From that, it could be thought that Elementary is the defining show featuring a modern Sherlock Holmes with Jonny Lee Miller’s performance setting a benchmark. 

His partnership with Lucy Liu takes the point that two men living together in this modern era would be surmised in a certain way and John/Joan is clever transition away from the source material.

 It may not be traditional, it may take a liberty or two in its initial set up, but the drama serial then goes from week to week and case to case whilst carrying a story arc. 

It follows the US television season by season convention and a team of writers that can utilise the writer’s room and be inventive with character and episodes.

Sherlock utilises the resource and prestige of the BBC as prime time ‘Event’ television.

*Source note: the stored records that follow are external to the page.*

//! API error type and [`axum::response::IntoResponse`] implementation.

use axum::{
  Json,
  http::StatusCode,
  response::{IntoResponse, Response},
};
use leadline_core::Error as CoreError;
use serde_json::json;
use thiserror::Error;

/// An error returned by an API handler.
#[derive(Debug, Error)]
pub enum ApiError {
  #[error("not found: {0}")]
  NotFound(String),

  #[error("bad request: {0}")]
  BadRequest(String),

  #[error("store error: {0}")]
  Store(#[source] Box<dyn std::error::Error + Send + Sync>),
}

impl From<CoreError> for ApiError {
  fn from(e: CoreError) -> Self {
    match e {
      CoreError::LeadNotFound(_) => Self::NotFound(e.to_string()),
      CoreError::UnknownStatus(_)
      | CoreError::UnknownOrderField(_)
      | CoreError::Validation(_) => Self::BadRequest(e.to_string()),
      CoreError::Store(inner) => Self::Store(inner),
    }
  }
}

impl IntoResponse for ApiError {
  fn into_response(self) -> Response {
    let (status, message) = match &self {
      ApiError::NotFound(m) => (StatusCode::NOT_FOUND, m.clone()),
      ApiError::BadRequest(m) => (StatusCode::BAD_REQUEST, m.clone()),
      ApiError::Store(e) => (StatusCode::INTERNAL_SERVER_ERROR, e.to_string()),
    };
    (status, Json(json!({ "error": message }))).into_response()
  }
}
//! The Notification Function: the server-side creation trigger.
//!
//! The backend calls it with the created lead document. Depending on the
//! trigger, that document arrives either parsed or as a JSON string, and
//! either bare or wrapped one level deep under `payload`. The function
//! always answers with a [`TriggerResponse`]; failures are reported in-band.

use chrono::{SecondsFormat, Utc};
use serde::{Deserialize, Serialize};
use serde_json::Value;
use thiserror::Error;

use crate::mailer::{Mailer, OutgoingEmail};

#[derive(Debug, Clone, PartialEq, Eq, Error)]
pub enum TriggerError {
  #[error("Invalid payload")]
  InvalidPayload,

  #[error("Missing lead data")]
  MissingLeadData,
}

/// The event payload as delivered by the trigger.
#[derive(Debug, Clone)]
pub enum TriggerPayload {
  /// Serialised JSON text.
  Raw(String),
  /// An already-parsed document.
  Document(Value),
}

/// The result reported back to the trigger.
#[derive(Debug, Clone, PartialEq, Eq, Serialize, Deserialize)]
pub struct TriggerResponse {
  pub success: bool,
  #[serde(default, skip_serializing_if = "Option::is_none")]
  pub error:   Option<String>,
}

impl TriggerResponse {
  pub fn ok() -> Self { Self { success: true, error: None } }

  pub fn failed(error: impl ToString) -> Self {
    Self { success: false, error: Some(error.to_string()) }
  }
}

// ─── Parsing ─────────────────────────────────────────────────────────────────

/// The fields the operator email is built from. Only `email` and `message`
/// are required.
#[derive(Debug, Clone, PartialEq, Eq)]
pub struct TriggerLead {
  pub email:        String,
  pub message:      String,
  pub status:       Option<String>,
  pub source:       Option<String>,
  pub contact_date: Option<String>,
  pub created_at:   Option<String>,
}

fn text(doc: &Value, keys: &[&str]) -> Option<String> {
  keys
    .iter()
    .find_map(|k| doc.get(*k).and_then(Value::as_str))
    .filter(|s| !s.is_empty())
    .map(str::to_owned)
}

/// Read a lead out of one document shape, if it has the required fields.
fn lead_from(doc: &Value) -> Option<TriggerLead> {
  Some(TriggerLead {
    email:        text(doc, &["email"])?,
    message:      text(doc, &["message"])?,
    status:       text(doc, &["status"]),
    source:       text(doc, &["source"]),
    contact_date: text(doc, &["contact_date", "contactDate"]),
    created_at:   text(doc, &["created_at", "createdAt", "$createdAt"]),
  })
}

fn parse_json(raw: &str) -> Result<Value, TriggerError> {
  serde_json::from_str(raw).map_err(|_| TriggerError::InvalidPayload)
}

/// Try the document as-is, then one level down under `payload`.
pub fn parse_trigger(payload: TriggerPayload) -> Result<TriggerLead, TriggerError> {
  let doc = match payload {
    TriggerPayload::Raw(raw) => parse_json(&raw)?,
    TriggerPayload::Document(doc) => doc,
  };
  // A document that was serialised twice arrives as a JSON string.
  let doc = match doc {
    Value::String(raw) => parse_json(&raw)?,
    doc => doc,
  };

  if let Some(lead) = lead_from(&doc) {
    return Ok(lead);
  }

  let wrapped = match doc.get("payload") {
    Some(Value::String(raw)) => parse_json(raw)?,
    Some(inner) => inner.clone(),
    None => return Err(TriggerError::MissingLeadData),
  };
  lead_from(&wrapped).ok_or(TriggerError::MissingLeadData)
}

// ─── Email ───────────────────────────────────────────────────────────────────

const UNKNOWN: &str = "unknown";

impl TriggerLead {
  pub fn subject(&self) -> String {
    format!("New Lead from {}", self.source.as_deref().unwrap_or("website"))
  }

  pub fn body(&self) -> String {
    let created = self
      .created_at
      .clone()
      .unwrap_or_else(|| Utc::now().to_rfc3339_opts(SecondsFormat::Millis, true));
    format!(
      "New Lead Alert!\n\
       \n\
       You have received a new lead from your website:\n\
       - Email: {}\n\
       - Message: {}\n\
       - Status: {}\n\
       - Source: {}\n\
       - Contact Date: {}\n\
       - Created: {}\n\
       \n\
       Please follow up with this lead as soon as possible!\n",
      self.email,
      self.message,
      self.status.as_deref().unwrap_or(UNKNOWN),
      self.source.as_deref().unwrap_or(UNKNOWN),
      self.contact_date.as_deref().unwrap_or_default(),
      created,
    )
  }
}

// ─── Function ────────────────────────────────────────────────────────────────

/// Sends one operator email per created lead.
pub struct NotificationFunction<M> {
  mailer:         M,
  operator_email: String,
}

impl<M: Mailer> NotificationFunction<M> {
  pub fn new(mailer: M, operator_email: impl Into<String>) -> Self {
    Self { mailer, operator_email: operator_email.into() }
  }

  pub fn mailer(&self) -> &M { &self.mailer }

  /// Handle one creation event. Never panics or propagates an error.
  pub async fn handle(&self, payload: TriggerPayload) -> TriggerResponse {
    let lead = match parse_trigger(payload) {
      Ok(lead) => lead,
      Err(e) => {
        tracing::error!(error = %e, "lead notification rejected");
        return TriggerResponse::failed(e);
      }
    };

    let email = OutgoingEmail {
      to:      self.operator_email.clone(),
      subject: lead.subject(),
      body:    lead.body(),
    };

    match self.mailer.send(&email).await {
      Ok(()) => {
        tracing::info!(to = %email.to, lead_email = %lead.email, "operator notified of new lead");
        TriggerResponse::ok()
      }
      Err(e) => {
        tracing::error!(error = %e, "sending operator notification failed");
        TriggerResponse::failed(e)
      }
    }
  }
}

#[cfg(test)]
mod tests {
  use std::sync::Mutex;

  use serde_json::json;

  use super::*;
  use crate::{Error, Result};

  #[derive(Default)]
  struct RecordingMailer {
    sent: Mutex<Vec<OutgoingEmail>>,
    fail: bool,
  }

  impl Mailer for RecordingMailer {
    async fn send(&self, email: &OutgoingEmail) -> Result<()> {
      if self.fail {
        return Err(Error::Config("smtp relay down".into()));
      }
      self.sent.lock().unwrap().push(email.clone());
      Ok(())
    }
  }

  fn function() -> NotificationFunction<RecordingMailer> {
    NotificationFunction::new(RecordingMailer::default(), "operator@example.com")
  }

  fn doc() -> Value {
    json!({
      "id": "7d3f",
      "email": "a@b.com",
      "message": "hi",
      "status": "new",
      "source": "website",
      "contact_date": "2024-03-07T09:05:02Z",
      "created_at": "2024-03-07T09:05:03Z"
    })
  }

  #[test]
  fn parses_direct_document() {
    let lead = parse_trigger(TriggerPayload::Document(doc())).unwrap();
    assert_eq!(lead.email, "a@b.com");
    assert_eq!(lead.contact_date.as_deref(), Some("2024-03-07T09:05:02Z"));
    assert_eq!(lead.created_at.as_deref(), Some("2024-03-07T09:05:03Z"));
  }

  #[test]
  fn parses_serialised_document() {
    let raw = doc().to_string();
    let lead = parse_trigger(TriggerPayload::Raw(raw)).unwrap();
    assert_eq!(lead.message, "hi");
  }

  #[test]
  fn unwraps_one_level_of_payload() {
    let wrapped = json!({ "payload": doc() });
    assert_eq!(
      parse_trigger(TriggerPayload::Document(wrapped)).unwrap().email,
      "a@b.com"
    );

    let wrapped_string = json!({ "payload": doc().to_string() }).to_string();
    assert_eq!(
      parse_trigger(TriggerPayload::Raw(wrapped_string)).unwrap().email,
      "a@b.com"
    );
  }

  #[test]
  fn parses_document_serialised_twice() {
    let twice = Value::String(doc().to_string());
    assert_eq!(
      parse_trigger(TriggerPayload::Document(twice.clone())).unwrap().email,
      "a@b.com"
    );
    assert_eq!(
      parse_trigger(TriggerPayload::Raw(twice.to_string())).unwrap().email,
      "a@b.com"
    );
  }

  #[test]
  fn accepts_camel_case_aliases() {
    let lead = parse_trigger(TriggerPayload::Document(json!({
      "email": "a@b.com",
      "message": "hi",
      "contactDate": "2024-01-01",
      "$createdAt": "2024-01-02"
    })))
    .unwrap();
    assert_eq!(lead.contact_date.as_deref(), Some("2024-01-01"));
    assert_eq!(lead.created_at.as_deref(), Some("2024-01-02"));
  }

  #[test]
  fn invalid_json_is_invalid_payload() {
    assert_eq!(
      parse_trigger(TriggerPayload::Raw("{not json".into())),
      Err(TriggerError::InvalidPayload)
    );
  }

  #[test]
  fn missing_fields_are_missing_lead_data() {
    for doc in [
      json!({ "email": "a@b.com" }),
      json!({ "payload": { "message": "hi" } }),
      json!({ "email": "", "message": "hi" }),
      json!(42),
      json!(null),
    ] {
      assert_eq!(
        parse_trigger(TriggerPayload::Document(doc.clone())),
        Err(TriggerError::MissingLeadData),
        "{doc}"
      );
    }
  }

  #[test]
  fn body_substitutes_absent_fields() {
    let lead = parse_trigger(TriggerPayload::Document(json!({
      "email": "a@b.com",
      "message": "hi"
    })))
    .unwrap();
    assert_eq!(lead.subject(), "New Lead from website");
    let body = lead.body();
    assert!(body.contains("- Status: unknown\n"));
    assert!(body.contains("- Source: unknown\n"));
    assert!(body.contains("- Contact Date: \n"));
    assert!(body.contains("- Created: "));
  }

  #[tokio::test]
  async fn sends_one_operator_email() {
    let f = function();
    let resp = f.handle(TriggerPayload::Document(doc())).await;

    assert_eq!(resp, TriggerResponse::ok());
    let sent = f.mailer().sent.lock().unwrap();
    assert_eq!(sent.len(), 1);
    assert_eq!(sent[0].to, "operator@example.com");
    assert_eq!(sent[0].subject, "New Lead from website");
    assert!(sent[0].body.contains("- Email: a@b.com\n"));
    assert!(sent[0].body.contains("- Created: 2024-03-07T09:05:03Z\n"));
  }

  #[tokio::test]
  async fn missing_message_reports_in_band() {
    let f = function();
    let resp = f
      .handle(TriggerPayload::Document(json!({ "email": "a@b.com" })))
      .await;

    assert_eq!(resp, TriggerResponse {
      success: false,
      error:   Some("Missing lead data".into()),
    });
    assert!(f.mailer().sent.lock().unwrap().is_empty());
    assert_eq!(
      serde_json::to_value(&resp).unwrap(),
      json!({ "success": false, "error": "Missing lead data" })
    );
  }

  #[tokio::test]
  async fn mailer_failure_reports_in_band() {
    let f = NotificationFunction::new(
      RecordingMailer { fail: true, ..Default::default() },
      "operator@example.com",
    );
    let resp = f.handle(TriggerPayload::Document(doc())).await;
    assert!(!resp.success);
    assert_eq!(
      resp.error.as_deref(),
      Some("mail transport misconfigured: smtp relay down")
    );
  }

  #[test]
  fn success_serialises_without_error_key() {
    assert_eq!(
      serde_json::to_value(TriggerResponse::ok()).unwrap(),
      json!({ "success": true })
    );
  }
}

Cumberbatch and Freeman have movie commitments to work around.

 The format is feature length allowing for both a case and the ongoing development of the relationship of Watson and Holmes. 

It also allows for diversions, for throwing in red herrings for the audience and developing characters. Things like the creation of Mycroft, Mrs Hudson and Moriarty as supporting characters. 

The casting and quality of acting helps, Gatiss as Mycroft is perfect as an intellect similar to Holmes and Andrew Scott’s Moriarty carries an air of menace and also fun as a criminal genius.

The writing, the loose linked trio of episodes, the characterisations of a show that is an event. 

Moffat and Gatiss both created remarkable episodes of the new Doctor Who, they carried this partnership onto Sherlock.

Cumberbatch adds presence as a man that’s not normal, he describes himself in character as a high functioning sociopath. A remarkable detective without the social functions of others. 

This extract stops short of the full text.